Una vez obtenida la aprobación del Ministerio de Economía bajo este régimen, el consorcio deberá completar el riguroso proceso de licenciamiento ante la Autoridad Regulatoria Nuclear (ARN), estimándose un plazo de construcción de cinco años. De acuerdo con el esquema planteado, el Estado mantendrá el control operativo a través de Nucleoeléctrica Argentina, la empresa pública que gestiona las centrales nacionales, la cual asumirá el mantenimiento bajo condiciones de mercado. Por su parte, Meitner Energy abonará un canon al Estado en concepto de derecho real de superficie sobre los terrenos donde se erigirá la infraestructura, en consonancia con los Lineamientos de la Política Nuclear Argentina.

Contexto sectorial y reconfiguración tecnológica
El anuncio de esta inversión privada coincide con un proceso de reestructuración en la Comisión Nacional de Energía Atómica (CNEA), el organismo histórico de investigación y desarrollo fundado en 1950. La gestión actual de la CNEA ha focalizado su estrategia en el rediseño institucional para orientar sus esfuerzos hacia la investigación básica y aplicada del futuro, descentralizando las tareas de ingeniería comercial masiva. En este marco, se evalúan alternativas respecto a proyectos previos de reactores de baja potencia para priorizar modelos de alta eficiencia de capital y diseños que cuenten con su ingeniería básica completamente consolidada.

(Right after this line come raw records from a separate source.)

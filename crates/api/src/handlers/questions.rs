//! Handlers for the trivia `/questions` resource.

use std::collections::BTreeMap;

use axum::extract::State;
use axum::Json;
use serde::Serialize;
use trio_core::error::CoreError;
use trio_core::pagination::page_slice;
use trio_core::types::DbId;
use trio_db::models::category::category_map;
use trio_db::models::question::{CreateQuestion, Question, SearchQuestions};
use trio_db::repositories::{CategoryRepo, QuestionRepo};

use super::Deleted;
use crate::error::{AppError, AppResult};
use crate::extract::{ApiJson, ApiPath, ApiQuery};
use crate::query::PageParams;
use crate::response::{ok, Envelope};
use crate::state::AppState;

#[derive(Debug, Serialize)]
pub struct QuestionPage {
    pub questions: Vec<Question>,
    pub total_questions: usize,
    pub categories: BTreeMap<DbId, String>,
    pub current_category: Option<String>,
}

#[derive(Debug, Serialize)]
pub struct SearchPage {
    pub questions: Vec<Question>,
    pub total_questions: usize,
    pub current_category: Option<String>,
}

#[derive(Debug, Serialize)]
pub struct Created {
    pub created: DbId,
}

/// GET /questions?page=N
///
/// A page past the end is a 404.
pub async fn list(
    State(state): State<AppState>,
    ApiQuery(params): ApiQuery<PageParams>,
) -> AppResult<Json<Envelope<QuestionPage>>> {
    let questions = QuestionRepo::list_all(&state.pool).await?;
    let page = page_slice(&questions, params.page());
    if page.is_empty() {
        return Err(AppError::NotFound(format!(
            "No questions on page {}",
            params.page()
        )));
    }

    let categories = CategoryRepo::list(&state.pool).await?;
    Ok(ok(QuestionPage {
        questions: page.to_vec(),
        total_questions: questions.len(),
        categories: category_map(&categories),
        current_category: None,
    }))
}

/// POST /questions
///
/// Every field must be present and non-empty. A rejected insert is a 422.
pub async fn create(
    State(state): State<AppState>,
    ApiJson(input): ApiJson<CreateQuestion>,
) -> AppResult<Json<Envelope<Created>>> {
    let new = input.into_new()?;
    let question = QuestionRepo::create(&state.pool, &new)
        .await
        .map_err(|e| {
            tracing::error!(error = %e, "Failed to insert question");
            AppError::Core(CoreError::Unprocessable(
                "The question could not be stored".into(),
            ))
        })?;
    tracing::info!(question_id = question.id, category = question.category, "Question created");
    Ok(ok(Created {
        created: question.id,
    }))
}

/// POST /questions/search?page=N
///
/// A page past the end is an empty list, not an error.
pub async fn search(
    State(state): State<AppState>,
    ApiQuery(params): ApiQuery<PageParams>,
    ApiJson(input): ApiJson<SearchQuestions>,
) -> AppResult<Json<Envelope<SearchPage>>> {
    let term = input
        .search_term
        .ok_or_else(|| CoreError::Validation("'search_term' is required".into()))?;

    let hits = QuestionRepo::search(&state.pool, term.trim()).await?;
    Ok(ok(SearchPage {
        questions: page_slice(&hits, params.page()).to_vec(),
        total_questions: hits.len(),
        current_category: None,
    }))
}

/// DELETE /questions/{id}
pub async fn delete(
    State(state): State<AppState>,
    ApiPath(id): ApiPath<DbId>,
) -> AppResult<Json<Envelope<Deleted>>> {
    if !QuestionRepo::delete(&state.pool, id).await? {
        return Err(AppError::Core(CoreError::NotFound {
            entity: "Question",
            id,
        }));
    }
    tracing::info!(question_id = id, "Question deleted");
    Ok(ok(Deleted {
        deleted: id,
        message: None,
    }))
}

Paralelamente, el sector nuclear global atraviesa un período de revitalización debido a la creciente demanda de energías de transición descarbonizadas, lo que plantea desafíos locales en materia de recursos humanos. Los especialistas señalan la necesidad de retener la densidad de profesionales altamente calificados formados en instituciones de prestigio internacional como el Instituto Balseiro. La integración de capitales privados bajo regímenes de promoción industrial busca generar un ecosistema competitivo que absorba este talento técnico, garantizando la continuidad de una trayectoria nuclear argentina que ya supera los setenta años.